I have sometimes recalled the extent to which this affected me on a primal level the first time around, and this rewatch has reminded me how much this has to do with David Julyan's magnificent score. As soon as the film starts, that sense memory was triggered by the opening strains. It's a big score - something that wouldn't be out of place in a big studio blockbuster if you could find a good enough one to pair it with - and it should be. Because despite this being a somewhat intimate movie as far as the span of characters and location goes, it works with big themes.
As a parent, the set-up where Sarah loses her daughter and husband is something I find confronting and, frankly, as horrifying a situation as I can really imagine. That scene in the hospital where she pelts down the corridor with lights going out around her is just amazing. And this is all still prologue - the film proper hasn't even started yet.
You'd think an underground, cave set film would be hard to make aesthetically pleasing, but the cinematography in these tight dark spaces is gorgeous. The various light sources are used so well to give different identity to the different sequences - glow sticks, head torches, flaming torches, natural phosphorescence. All within this incredible cave location - it's its own kind of eye candy.

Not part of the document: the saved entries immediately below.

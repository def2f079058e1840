//! folio-author: upload/download over a document store
//!
//! - `keychain`: immutable key lookup by public key
//! - `ship`: `Shipper` publishes pages → entry → envelope; `Receiver` walks
//!   envelope → entry → pages back
//! - `author`: `Author::upload` / `Author::download` / `Author::share`

pub mod author;
pub mod keychain;
pub mod ship;

pub use author::Author;
pub use keychain::{Keychain, MemoryKeychain};
pub use ship::{ReceivedEntry, Receiver, Shipper};
//! Caller-side checks of recovered content against entry metadata
//!
//! `unpack` authenticates every page and the metadata itself; these helpers
//! additionally tie the final content (and the full page ciphertext) back to
//! the sizes and MACs the author recorded.

use folio_core::{EntryMetadata, FolioError, FolioResult, Page};
use folio_crypto::{ContentKey, CryptoProvider};
use tracing::warn;

/// Check `content` against the recorded uncompressed size and MAC.
pub fn verify_content(
    provider: &dyn CryptoProvider,
    metadata: &EntryMetadata,
    content: &[u8],
    key: &ContentKey,
) -> FolioResult<()> {
    check_size("content", metadata.uncompressed_size, content.len())?;
    if !provider.verify_hmac(key.mac_key(), content, &metadata.uncompressed_mac)? {
        warn!("content MAC mismatch");
        return Err(FolioError::Authentication { what: "content" });
    }
    Ok(())
}

/// Check the concatenated page ciphertexts against the recorded size and MAC.
pub fn verify_ciphertext(
    provider: &dyn CryptoProvider,
    metadata: &EntryMetadata,
    pages: &[Page],
    key: &ContentKey,
) -> FolioResult<()> {
    let ciphertext: Vec<u8> = pages
        .iter()
        .flat_map(|p| p.ciphertext.iter().copied())
        .collect();
    check_size("page ciphertext", metadata.ciphertext_size, ciphertext.len())?;
    if !provider.verify_hmac(key.mac_key(), &ciphertext, &metadata.ciphertext_mac)? {
        warn!(pages = pages.len(), "page ciphertext MAC mismatch");
        return Err(FolioError::Authentication {
            what: "page ciphertext",
        });
    }
    Ok(())
}

fn check_size(what: &'static str, expected: u64, actual: usize) -> FolioResult<()> {
    if expected != actual as u64 {
        return Err(FolioError::LengthMismatch {
            what,
            expected: usize::try_from(expected).unwrap_or(usize::MAX),
            actual,
        });
    }
    Ok(())
}
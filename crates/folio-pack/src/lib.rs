//! folio-pack: the packing pipeline
//!
//! - `paginate`: compressed bytes ⇄ encrypted, MAC-tagged pages (parallel)
//! - `pack`: compression + pagination + metadata → Entry, and back
//! - `envelope`: wrap the content key for a reader and point at the Entry
//! - `verify`: tie recovered content back to the recorded sizes and MACs

pub mod envelope;
pub mod pack;
pub mod paginate;
pub mod verify;

pub use envelope::{new_envelope, open_envelope, seal_envelope};
pub use pack::{pack, unpack, PackOptions, PackedEntry, Unpacked};
pub use paginate::{paginate, unpaginate};
pub use verify::{verify_ciphertext, verify_content};
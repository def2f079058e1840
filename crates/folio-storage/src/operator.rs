//! OpenDAL Operator factory for folio storage backends

use folio_core::config::StorageConfig;
use folio_core::{FolioError, FolioResult};
use opendal::Operator;

/// S3 access credentials. Never part of the config file.
#[derive(Clone)]
pub struct S3Credentials {
    pub access_key_id: String,
    pub secret_access_key: String,
}

impl S3Credentials {
    /// Read `FOLIO_S3_ACCESS_KEY_ID` / `FOLIO_S3_SECRET_ACCESS_KEY`, falling
    /// back to the standard `AWS_*` variables.
    pub fn from_env() -> Option<Self> {
        let var = |folio: &str, aws: &str| {
            std::env::var(folio)
                .or_else(|_| std::env::var(aws))
                .ok()
        };
        Some(Self {
            access_key_id: var("FOLIO_S3_ACCESS_KEY_ID", "AWS_ACCESS_KEY_ID")?,
            secret_access_key: var("FOLIO_S3_SECRET_ACCESS_KEY", "AWS_SECRET_ACCESS_KEY")?,
        })
    }
}

impl std::fmt::Debug for S3Credentials {
    fn fmt(&self, f: &mut std::fmt::Formatter<'_>) -> std::fmt::Result {
        f.debug_struct("S3Credentials")
            .field("access_key_id", &self.access_key_id)
            .field("secret_access_key", &"[REDACTED]")
            .finish()
    }
}

/// Build an Operator for the configured backend.
///
/// `memory` and `fs` need no credentials. For `s3`, path-style addressing
/// (the opendal 0.55 default) is used so SeaweedFS and MinIO work; when no
/// credentials are given, opendal's own environment/profile loading applies.
pub fn build_operator(
    cfg: &StorageConfig,
    credentials: Option<&S3Credentials>,
) -> FolioResult<Operator> {
    let op = match cfg.backend.as_str() {
        "memory" => Operator::new(opendal::services::Memory::default())
            .map_err(storage_err)?
            .finish(),
        "fs" => {
            let root = cfg
                .root
                .as_ref()
                .ok_or_else(|| FolioError::Config("storage.root is required for fs".into()))?;
            let builder = opendal::services::Fs::default().root(&root.to_string_lossy());
            Operator::new(builder).map_err(storage_err)?.finish()
        }
        "s3" => {
            if cfg.endpoint.starts_with("http://") {
                tracing::warn!(
                    endpoint = %cfg.endpoint,
                    "S3 endpoint uses plaintext HTTP; credentials are transmitted unencrypted"
                );
            }
            let mut builder = opendal::services::S3::default()
                .endpoint(&cfg.endpoint)
                .region(&cfg.region)
                .bucket(&cfg.bucket);
            if let Some(creds) = credentials {
                builder = builder
                    .access_key_id(&creds.access_key_id)
                    .secret_access_key(&creds.secret_access_key);
            }
            Operator::new(builder).map_err(storage_err)?.finish()
        }
        other => {
            return Err(FolioError::Config(format!(
                "unknown storage backend {other:?}"
            )))
        }
    };

    Ok(op
        .layer(opendal::layers::LoggingLayer::default())
        .layer(
            opendal::layers::RetryLayer::new()
                .with_max_times(5)
                .with_jitter(),
        ))
}

pub(crate) fn storage_err(e: opendal::Error) -> FolioError {
    FolioError::Storage(e.to_string())
}
//! Content keys (per upload) and wrapping keys (per author/reader pair)
//!
//! Both have fixed-offset binary layouts:
//! ```text
//! ContentKey  (120 bytes): cipher_key[32] | page_nonce_seed[32] | mac_key[32] | metadata_nonce[24]
//! WrappingKey  (88 bytes): cipher_key[32] | nonce[24]           | mac_key[32]
//! ```
//! Deserialization rejects any other length before touching the bytes.

use folio_core::{check_length, FolioResult};
use subtle::ConstantTimeEq;
use zeroize::{Zeroize, Zeroizing};

use crate::provider::CryptoProvider;
use crate::{KEY_SIZE, MAC_KEY_SIZE, NONCE_SIZE, SEED_SIZE};

/// Serialized length of a [`ContentKey`]
pub const CONTENT_KEY_SIZE: usize = KEY_SIZE + SEED_SIZE + MAC_KEY_SIZE + NONCE_SIZE;

/// Serialized length of a [`WrappingKey`]
pub const WRAPPING_KEY_SIZE: usize = KEY_SIZE + NONCE_SIZE + MAC_KEY_SIZE;

/// Per-upload key material: encrypts pages and entry metadata. Zeroized on drop.
#[derive(Clone)]
pub struct ContentKey {
    cipher_key: [u8; KEY_SIZE],
    page_nonce_seed: [u8; SEED_SIZE],
    mac_key: [u8; MAC_KEY_SIZE],
    metadata_nonce: [u8; NONCE_SIZE],
}

impl ContentKey {
    /// Fresh, uniformly random key material for one upload.
    pub fn generate(provider: &dyn CryptoProvider) -> Self {
        let mut bytes = Zeroizing::new([0u8; CONTENT_KEY_SIZE]);
        provider.fill_random(&mut bytes[..]);
        Self::from_array(&bytes)
    }

    pub fn from_bytes(bytes: &[u8]) -> FolioResult<Self> {
        check_length("content key", bytes, CONTENT_KEY_SIZE)?;
        let mut array = Zeroizing::new([0u8; CONTENT_KEY_SIZE]);
        array.copy_from_slice(bytes);
        Ok(Self::from_array(&array))
    }

    fn from_array(bytes: &[u8; CONTENT_KEY_SIZE]) -> Self {
        let mut key = Self {
            cipher_key: [0u8; KEY_SIZE],
            page_nonce_seed: [0u8; SEED_SIZE],
            mac_key: [0u8; MAC_KEY_SIZE],
            metadata_nonce: [0u8; NONCE_SIZE],
        };
        let mut offset = 0;
        key.cipher_key
            .copy_from_slice(&bytes[offset..offset + KEY_SIZE]);
        offset += KEY_SIZE;
        key.page_nonce_seed
            .copy_from_slice(&bytes[offset..offset + SEED_SIZE]);
        offset += SEED_SIZE;
        key.mac_key
            .copy_from_slice(&bytes[offset..offset + MAC_KEY_SIZE]);
        offset += MAC_KEY_SIZE;
        key.metadata_nonce
            .copy_from_slice(&bytes[offset..offset + NONCE_SIZE]);
        key
    }

    pub fn to_bytes(&self) -> Zeroizing<[u8; CONTENT_KEY_SIZE]> {
        let mut out = Zeroizing::new([0u8; CONTENT_KEY_SIZE]);
        let mut offset = 0;
        out[offset..offset + KEY_SIZE].copy_from_slice(&self.cipher_key);
        offset += KEY_SIZE;
        out[offset..offset + SEED_SIZE].copy_from_slice(&self.page_nonce_seed);
        offset += SEED_SIZE;
        out[offset..offset + MAC_KEY_SIZE].copy_from_slice(&self.mac_key);
        offset += MAC_KEY_SIZE;
        out[offset..offset + NONCE_SIZE].copy_from_slice(&self.metadata_nonce);
        out
    }

    pub fn cipher_key(&self) -> &[u8; KEY_SIZE] {
        &self.cipher_key
    }

    pub fn page_nonce_seed(&self) -> &[u8; SEED_SIZE] {
        &self.page_nonce_seed
    }

    pub fn mac_key(&self) -> &[u8; MAC_KEY_SIZE] {
        &self.mac_key
    }

    /// Reserved for the single metadata encryption under this key.
    pub fn metadata_nonce(&self) -> &[u8; NONCE_SIZE] {
        &self.metadata_nonce
    }
}

impl PartialEq for ContentKey {
    fn eq(&self, other: &Self) -> bool {
        self.to_bytes()[..].ct_eq(&other.to_bytes()[..]).into()
    }
}

impl Eq for ContentKey {}

impl Drop for ContentKey {
    fn drop(&mut self) {
        self.cipher_key.zeroize();
        self.page_nonce_seed.zeroize();
        self.mac_key.zeroize();
        self.metadata_nonce.zeroize();
    }
}

impl std::fmt::Debug for ContentKey {
    fn fmt(&self, f: &mut std::fmt::Formatter<'_>) -> std::fmt::Result {
        f.debug_struct("ContentKey")
            .field("bytes", &"[REDACTED]")
            .finish()
    }
}

/// Per-relationship key that wraps content keys. Derived, never stored.
#[derive(Clone)]
pub struct WrappingKey {
    cipher_key: [u8; KEY_SIZE],
    nonce: [u8; NONCE_SIZE],
    mac_key: [u8; MAC_KEY_SIZE],
}

impl WrappingKey {
    pub fn from_bytes(bytes: &[u8]) -> FolioResult<Self> {
        check_length("wrapping key", bytes, WRAPPING_KEY_SIZE)?;
        let mut key = Self {
            cipher_key: [0u8; KEY_SIZE],
            nonce: [0u8; NONCE_SIZE],
            mac_key: [0u8; MAC_KEY_SIZE],
        };
        let mut offset = 0;
        key.cipher_key
            .copy_from_slice(&bytes[offset..offset + KEY_SIZE]);
        offset += KEY_SIZE;
        key.nonce.copy_from_slice(&bytes[offset..offset + NONCE_SIZE]);
        offset += NONCE_SIZE;
        key.mac_key
            .copy_from_slice(&bytes[offset..offset + MAC_KEY_SIZE]);
        Ok(key)
    }

    pub fn to_bytes(&self) -> Zeroizing<[u8; WRAPPING_KEY_SIZE]> {
        let mut out = Zeroizing::new([0u8; WRAPPING_KEY_SIZE]);
        out[..KEY_SIZE].copy_from_slice(&self.cipher_key);
        out[KEY_SIZE..KEY_SIZE + NONCE_SIZE].copy_from_slice(&self.nonce);
        out[KEY_SIZE + NONCE_SIZE..].copy_from_slice(&self.mac_key);
        out
    }

    pub fn cipher_key(&self) -> &[u8; KEY_SIZE] {
        &self.cipher_key
    }

    pub fn nonce(&self) -> &[u8; NONCE_SIZE] {
        &self.nonce
    }

    pub fn mac_key(&self) -> &[u8; MAC_KEY_SIZE] {
        &self.mac_key
    }
}

impl PartialEq for WrappingKey {
    fn eq(&self, other: &Self) -> bool {
        self.to_bytes()[..].ct_eq(&other.to_bytes()[..]).into()
    }
}

impl Eq for WrappingKey {}

impl Drop for WrappingKey {
    fn drop(&mut self) {
        self.cipher_key.zeroize();
        self.nonce.zeroize();
        self.mac_key.zeroize();
    }
}

impl std::fmt::Debug for WrappingKey {
    fn fmt(&self, f: &mut std::fmt::Formatter<'_>) -> std::fmt::Result {
        f.debug_struct("WrappingKey")
            .field("bytes", &"[REDACTED]")
            .finish()
    }
}
//! Whole-buffer compression with media-type driven codec selection
//!
//! Content that is already compressed (archives, most image formats, PDF) is
//! stored as-is under the `none` codec; everything else goes through zstd.
//! The codec identifier is recorded in entry metadata so the reader knows how
//! to undo it.

use std::fmt;
use std::str::FromStr;

use folio_core::config::CompressionConfig;
use folio_core::{FolioError, FolioResult};

/// A compression codec, identified on the wire by [`Codec::as_str`].
#[derive(Debug, Clone, Copy, PartialEq, Eq, Hash)]
pub enum Codec {
    /// Content passes through untouched
    None,
    /// zstd streaming compression
    Zstd,
}

impl Codec {
    pub const DEFAULT: Codec = Codec::Zstd;

    pub const fn as_str(&self) -> &'static str {
        match self {
            Self::None => "none",
            Self::Zstd => "zstd",
        }
    }
}

impl fmt::Display for Codec {
    fn fmt(&self, f: &mut fmt::Formatter<'_>) -> fmt::Result {
        f.write_str(self.as_str())
    }
}

impl FromStr for Codec {
    type Err = FolioError;

    fn from_str(s: &str) -> Result<Self, Self::Err> {
        match s {
            "none" => Ok(Self::None),
            "zstd" => Ok(Self::Zstd),
            other => Err(FolioError::UnsupportedCodec(other.to_string())),
        }
    }
}

/// Media type without parameters, lowercased: `"Text/HTML; charset=utf-8"` → `"text/html"`.
pub fn media_type_essence(media_type: &str) -> String {
    media_type
        .split(';')
        .next()
        .unwrap_or_default()
        .trim()
        .to_ascii_lowercase()
}

/// Select the codec for some content's media type.
///
/// An empty media type gets the default codec.
pub fn codec_for(media_type: &str, config: &CompressionConfig) -> Codec {
    let essence = media_type_essence(media_type);
    if essence.is_empty() {
        return Codec::DEFAULT;
    }
    if config
        .skip_media_types
        .iter()
        .any(|skip| media_type_essence(skip) == essence)
    {
        return Codec::None;
    }
    Codec::DEFAULT
}

/// Compress a whole buffer.
pub fn compress(data: &[u8], codec: Codec, level: i32) -> FolioResult<Vec<u8>> {
    match codec {
        Codec::None => Ok(data.to_vec()),
        Codec::Zstd => Ok(zstd::encode_all(data, level)?),
    }
}

/// Decompress a whole buffer.
pub fn decompress(data: &[u8], codec: Codec) -> FolioResult<Vec<u8>> {
    match codec {
        Codec::None => Ok(data.to_vec()),
        Codec::Zstd => {
            zstd::decode_all(data).map_err(|e| FolioError::malformed("zstd content", e))
        }
    }
}
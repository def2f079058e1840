//! Key lookup for authors and readers
//!
//! A keychain is an immutable collection of key pairs indexed by public key.
//! Nothing in folio writes private keys anywhere; persistence is the caller's
//! business.

use std::collections::HashMap;

use folio_crypto::{CryptoProvider, KeyPair};
use rand::rngs::StdRng;
use rand::{Rng, SeedableRng};

/// Read-only lookup of private keys by public key.
pub trait Keychain: Send + Sync {
    /// Key pair whose public key is `public_key` (SEC1 uncompressed), if held.
    fn get(&self, public_key: &[u8]) -> Option<&KeyPair>;

    /// A key chosen uniformly with randomness drawn from `provider`; `None`
    /// when empty.
    fn sample(&self, provider: &dyn CryptoProvider) -> Option<&KeyPair>;

    fn len(&self) -> usize;

    fn is_empty(&self) -> bool {
        self.len() == 0
    }
}

/// In-memory [`Keychain`].
#[derive(Debug, Clone, Default)]
pub struct MemoryKeychain {
    keys: Vec<KeyPair>,
    by_public: HashMap<Vec<u8>, usize>,
}

impl MemoryKeychain {
    pub fn new(keys: impl IntoIterator<Item = KeyPair>) -> Self {
        let mut chain = Self::default();
        for key in keys {
            let public = key.public_key().to_vec();
            if chain.by_public.contains_key(&public) {
                continue;
            }
            chain.by_public.insert(public, chain.keys.len());
            chain.keys.push(key);
        }
        chain
    }

    /// `n` fresh key pairs from `provider`.
    pub fn generate(provider: &dyn CryptoProvider, n: usize) -> Self {
        Self::new((0..n).map(|_| provider.generate_key_pair()))
    }

    /// All keys from every chain; duplicates collapse to one entry.
    pub fn union<'a>(chains: impl IntoIterator<Item = &'a MemoryKeychain>) -> Self {
        Self::new(chains.into_iter().flat_map(|c| c.keys.iter().cloned()))
    }

    pub fn iter(&self) -> impl Iterator<Item = &KeyPair> {
        self.keys.iter()
    }
}

impl Keychain for MemoryKeychain {
    fn get(&self, public_key: &[u8]) -> Option<&KeyPair> {
        self.by_public.get(public_key).map(|&i| &self.keys[i])
    }

    fn sample(&self, provider: &dyn CryptoProvider) -> Option<&KeyPair> {
        if self.keys.is_empty() {
            return None;
        }
        let mut seed = <StdRng as SeedableRng>::Seed::default();
        provider.fill_random(&mut seed);
        let i = StdRng::from_seed(seed).gen_range(0..self.keys.len());
        self.keys.get(i)
    }

    fn len(&self) -> usize {
        self.keys.len()
    }
}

And yes I extend this sense of beauty to the monstrous and the gruesome as well. How can a film in such darkness look so redly blood-drenched? This movie gets fucking brutal and primal. Despite knowing what was going to happen, it still scared the fuck out of me.
It all went by so fast and as the end credits rolled I realised my eyes were wet. It's not as if I'd been bawling at this, but the emotional journey for Sarah, and also Juno, is so fucking intense with this movie. Yes it's terrifying and exciting and suspenseful - but it's also immensely moving, I think. That thread of grief from the opening act runs like a tightly drawn rope through the whole film and that final moment - the look on Sarah's face as she gazes at the vision of her daughter in the absolute bowels of the mountain - as Julyan's score swells over the shrinking image... Yep, I'm getting goosebumps just thinking about it.
Having said that, let's not devalue the joy of a genuinely effective jump-scare. The scene where Sarah looks through the infra-red viewfinder on the camera and then the thing suddenly appears behind someone caused me to do a full blown couch-jerk (no, not that kind... the other one) - that rarely happens to me and I treasure it when it does!
To call this nothing but a silly monster flick and jump-scare fest is to cheapen it so profoundly. I genuinely believe this is a GREAT film. I watched this really late last night and I couldn't sleep after it because it worked me up into such a fervour. This is one of my all time favourite horror movies.